**Requirement**. Set down exactly the lines in the records below that run from the line with "pub fn into_event(self)" to the line with "for the controller.", inclusive, and nothing more.

**Extracted information**.
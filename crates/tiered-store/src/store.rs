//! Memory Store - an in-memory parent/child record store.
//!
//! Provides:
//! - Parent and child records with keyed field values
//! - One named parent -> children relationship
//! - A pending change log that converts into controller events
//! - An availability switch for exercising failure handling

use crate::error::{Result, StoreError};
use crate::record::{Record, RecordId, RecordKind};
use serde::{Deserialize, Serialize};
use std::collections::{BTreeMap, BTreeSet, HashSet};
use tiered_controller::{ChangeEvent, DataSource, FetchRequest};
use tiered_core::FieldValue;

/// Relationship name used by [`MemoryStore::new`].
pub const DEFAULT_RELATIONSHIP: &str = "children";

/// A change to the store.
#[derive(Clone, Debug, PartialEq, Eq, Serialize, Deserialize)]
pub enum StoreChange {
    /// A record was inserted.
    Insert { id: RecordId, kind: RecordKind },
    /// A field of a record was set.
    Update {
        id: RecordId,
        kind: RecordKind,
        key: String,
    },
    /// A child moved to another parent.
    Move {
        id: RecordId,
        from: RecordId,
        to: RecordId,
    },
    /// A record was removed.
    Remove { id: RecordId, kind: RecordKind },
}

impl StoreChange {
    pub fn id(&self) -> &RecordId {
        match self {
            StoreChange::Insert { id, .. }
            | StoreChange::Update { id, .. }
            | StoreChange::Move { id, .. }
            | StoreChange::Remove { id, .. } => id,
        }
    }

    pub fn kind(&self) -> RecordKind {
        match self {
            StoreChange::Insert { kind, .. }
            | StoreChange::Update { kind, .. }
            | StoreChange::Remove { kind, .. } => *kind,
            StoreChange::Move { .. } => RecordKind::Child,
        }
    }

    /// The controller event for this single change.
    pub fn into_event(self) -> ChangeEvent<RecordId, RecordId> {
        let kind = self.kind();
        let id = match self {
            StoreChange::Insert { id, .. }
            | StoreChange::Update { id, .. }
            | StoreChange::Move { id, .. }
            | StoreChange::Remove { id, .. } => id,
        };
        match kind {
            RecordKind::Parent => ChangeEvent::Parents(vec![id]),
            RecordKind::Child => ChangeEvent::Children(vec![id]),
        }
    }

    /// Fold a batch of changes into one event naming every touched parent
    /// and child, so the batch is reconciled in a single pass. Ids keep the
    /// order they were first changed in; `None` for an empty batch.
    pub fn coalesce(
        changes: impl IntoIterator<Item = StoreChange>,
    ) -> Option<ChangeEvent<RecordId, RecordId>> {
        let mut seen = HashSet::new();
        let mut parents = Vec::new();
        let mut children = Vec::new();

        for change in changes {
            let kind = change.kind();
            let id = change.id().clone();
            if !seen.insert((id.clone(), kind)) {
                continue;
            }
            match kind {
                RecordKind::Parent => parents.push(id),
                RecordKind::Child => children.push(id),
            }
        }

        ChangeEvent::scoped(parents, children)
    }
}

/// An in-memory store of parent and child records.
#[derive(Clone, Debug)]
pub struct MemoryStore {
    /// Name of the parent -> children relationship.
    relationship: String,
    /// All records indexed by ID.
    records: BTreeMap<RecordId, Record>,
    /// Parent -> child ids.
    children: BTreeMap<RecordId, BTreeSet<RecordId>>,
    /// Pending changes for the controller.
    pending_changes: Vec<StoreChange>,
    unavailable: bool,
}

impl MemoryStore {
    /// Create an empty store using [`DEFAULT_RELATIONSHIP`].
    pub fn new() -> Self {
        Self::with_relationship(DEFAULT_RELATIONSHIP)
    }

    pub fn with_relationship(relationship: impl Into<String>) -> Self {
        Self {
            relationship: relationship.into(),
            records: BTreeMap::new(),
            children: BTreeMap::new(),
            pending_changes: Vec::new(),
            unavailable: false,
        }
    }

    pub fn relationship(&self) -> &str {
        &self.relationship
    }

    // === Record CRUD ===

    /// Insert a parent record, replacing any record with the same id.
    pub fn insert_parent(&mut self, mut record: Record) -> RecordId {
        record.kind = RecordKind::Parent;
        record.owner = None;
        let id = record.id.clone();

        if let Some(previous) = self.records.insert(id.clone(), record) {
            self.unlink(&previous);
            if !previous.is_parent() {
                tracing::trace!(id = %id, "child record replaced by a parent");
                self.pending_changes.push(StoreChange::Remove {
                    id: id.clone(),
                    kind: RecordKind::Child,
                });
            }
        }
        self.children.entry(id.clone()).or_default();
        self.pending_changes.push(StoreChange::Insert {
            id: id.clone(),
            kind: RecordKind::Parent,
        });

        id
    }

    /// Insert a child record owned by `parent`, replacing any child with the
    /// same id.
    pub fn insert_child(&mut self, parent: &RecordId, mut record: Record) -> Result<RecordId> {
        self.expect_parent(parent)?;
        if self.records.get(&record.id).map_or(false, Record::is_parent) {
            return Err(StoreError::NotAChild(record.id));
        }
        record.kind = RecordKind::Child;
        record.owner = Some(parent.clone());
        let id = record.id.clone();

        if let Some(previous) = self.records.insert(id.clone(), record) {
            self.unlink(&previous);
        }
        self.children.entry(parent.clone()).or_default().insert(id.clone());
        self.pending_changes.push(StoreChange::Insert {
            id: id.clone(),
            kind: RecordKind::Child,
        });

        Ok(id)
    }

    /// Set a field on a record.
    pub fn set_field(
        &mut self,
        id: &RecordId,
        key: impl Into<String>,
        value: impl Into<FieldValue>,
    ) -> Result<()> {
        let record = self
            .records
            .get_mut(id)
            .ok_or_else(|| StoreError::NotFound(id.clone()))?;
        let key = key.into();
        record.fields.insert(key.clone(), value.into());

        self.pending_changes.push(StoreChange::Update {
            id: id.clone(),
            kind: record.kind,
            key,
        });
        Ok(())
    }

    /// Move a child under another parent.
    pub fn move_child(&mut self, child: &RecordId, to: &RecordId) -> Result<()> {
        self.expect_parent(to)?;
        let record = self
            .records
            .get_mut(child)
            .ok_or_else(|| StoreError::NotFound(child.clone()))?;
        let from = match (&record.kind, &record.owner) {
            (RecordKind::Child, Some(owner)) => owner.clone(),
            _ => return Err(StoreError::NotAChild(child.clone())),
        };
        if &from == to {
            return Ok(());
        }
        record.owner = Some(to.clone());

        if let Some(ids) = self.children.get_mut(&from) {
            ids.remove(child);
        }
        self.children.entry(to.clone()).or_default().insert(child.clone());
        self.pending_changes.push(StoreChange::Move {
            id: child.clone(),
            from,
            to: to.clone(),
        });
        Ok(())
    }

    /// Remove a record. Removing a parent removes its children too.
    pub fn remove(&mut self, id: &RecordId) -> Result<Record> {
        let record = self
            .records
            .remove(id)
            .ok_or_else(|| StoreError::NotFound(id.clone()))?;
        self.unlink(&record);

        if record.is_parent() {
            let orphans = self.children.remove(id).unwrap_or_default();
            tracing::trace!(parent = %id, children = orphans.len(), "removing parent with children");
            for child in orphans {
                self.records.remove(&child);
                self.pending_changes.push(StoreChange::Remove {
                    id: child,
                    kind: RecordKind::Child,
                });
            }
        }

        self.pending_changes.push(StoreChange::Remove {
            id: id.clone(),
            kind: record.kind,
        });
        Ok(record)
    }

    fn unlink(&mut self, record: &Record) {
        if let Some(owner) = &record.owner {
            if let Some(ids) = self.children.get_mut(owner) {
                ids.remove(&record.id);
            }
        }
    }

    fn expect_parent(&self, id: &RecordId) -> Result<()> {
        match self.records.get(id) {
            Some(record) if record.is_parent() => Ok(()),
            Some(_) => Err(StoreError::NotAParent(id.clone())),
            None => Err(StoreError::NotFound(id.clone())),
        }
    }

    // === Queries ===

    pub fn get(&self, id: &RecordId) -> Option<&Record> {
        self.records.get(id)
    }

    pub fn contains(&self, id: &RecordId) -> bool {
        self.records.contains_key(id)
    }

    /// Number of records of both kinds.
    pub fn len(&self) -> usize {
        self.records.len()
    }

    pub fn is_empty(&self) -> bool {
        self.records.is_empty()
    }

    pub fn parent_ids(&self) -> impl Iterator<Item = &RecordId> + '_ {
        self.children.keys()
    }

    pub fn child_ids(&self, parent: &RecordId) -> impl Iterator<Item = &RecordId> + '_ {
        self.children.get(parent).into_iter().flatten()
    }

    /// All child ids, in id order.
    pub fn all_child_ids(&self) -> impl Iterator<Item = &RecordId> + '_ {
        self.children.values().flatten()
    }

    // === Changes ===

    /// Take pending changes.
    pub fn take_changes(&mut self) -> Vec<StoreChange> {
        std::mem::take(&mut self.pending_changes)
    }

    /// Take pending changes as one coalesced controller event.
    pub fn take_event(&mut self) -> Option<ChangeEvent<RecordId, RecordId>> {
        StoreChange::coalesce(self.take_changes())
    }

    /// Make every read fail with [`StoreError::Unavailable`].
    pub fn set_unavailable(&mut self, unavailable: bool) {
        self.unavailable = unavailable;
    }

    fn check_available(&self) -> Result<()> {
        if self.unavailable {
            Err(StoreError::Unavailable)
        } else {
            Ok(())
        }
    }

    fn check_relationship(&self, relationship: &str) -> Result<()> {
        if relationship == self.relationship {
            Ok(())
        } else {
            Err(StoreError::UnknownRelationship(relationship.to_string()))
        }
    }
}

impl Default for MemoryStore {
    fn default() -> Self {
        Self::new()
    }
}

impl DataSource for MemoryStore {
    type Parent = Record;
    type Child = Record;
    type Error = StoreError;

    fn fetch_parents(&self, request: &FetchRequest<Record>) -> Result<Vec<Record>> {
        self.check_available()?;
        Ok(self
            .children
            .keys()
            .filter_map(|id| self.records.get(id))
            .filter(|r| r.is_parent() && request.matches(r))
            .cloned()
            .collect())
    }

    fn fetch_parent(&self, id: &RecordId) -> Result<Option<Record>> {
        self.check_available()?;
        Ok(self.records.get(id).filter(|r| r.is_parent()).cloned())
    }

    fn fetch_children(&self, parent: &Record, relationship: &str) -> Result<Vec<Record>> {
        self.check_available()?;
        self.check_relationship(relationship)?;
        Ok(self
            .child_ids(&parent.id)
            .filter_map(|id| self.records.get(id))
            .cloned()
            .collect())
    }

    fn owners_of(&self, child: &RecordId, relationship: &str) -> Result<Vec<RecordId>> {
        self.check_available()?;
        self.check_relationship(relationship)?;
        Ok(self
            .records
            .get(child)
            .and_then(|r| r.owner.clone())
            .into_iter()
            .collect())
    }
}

**Task response**.
    pub fn into_event(self) -> ChangeEvent<RecordId, RecordId> {
        let kind = self.kind();
        let id = match self {
            StoreChange::Insert { id, .. }
            | StoreChange::Update { id, .. }
            | StoreChange::Move { id, .. }
            | StoreChange::Remove { id, .. } => id,
        };
        match kind {
            RecordKind::Parent => ChangeEvent::Parents(vec![id]),
            RecordKind::Child => ChangeEvent::Children(vec![id]),
        }
    }

    /// Fold a batch of changes into one event naming every touched parent
    /// and child, so the batch is reconciled in a single pass. Ids keep the
    /// order they were first changed in; `None` for an empty batch.
    pub fn coalesce(
        changes: impl IntoIterator<Item = StoreChange>,
    ) -> Option<ChangeEvent<RecordId, RecordId>> {
        let mut seen = HashSet::new();
        let mut parents = Vec::new();
        let mut children = Vec::new();

        for change in changes {
            let kind = change.kind();
            let id = change.id().clone();
            if !seen.insert((id.clone(), kind)) {
                continue;
            }
            match kind {
                RecordKind::Parent => parents.push(id),
                RecordKind::Child => children.push(id),
            }
        }

        ChangeEvent::scoped(parents, children)
    }
}

/// An in-memory store of parent and child records.
#[derive(Clone, Debug)]
pub struct MemoryStore {
    /// Name of the parent -> children relationship.
    relationship: String,
    /// All records indexed by ID.
    records: BTreeMap<RecordId, Record>,
    /// Parent -> child ids.
    children: BTreeMap<RecordId, BTreeSet<RecordId>>,
    /// Pending changes for the controller.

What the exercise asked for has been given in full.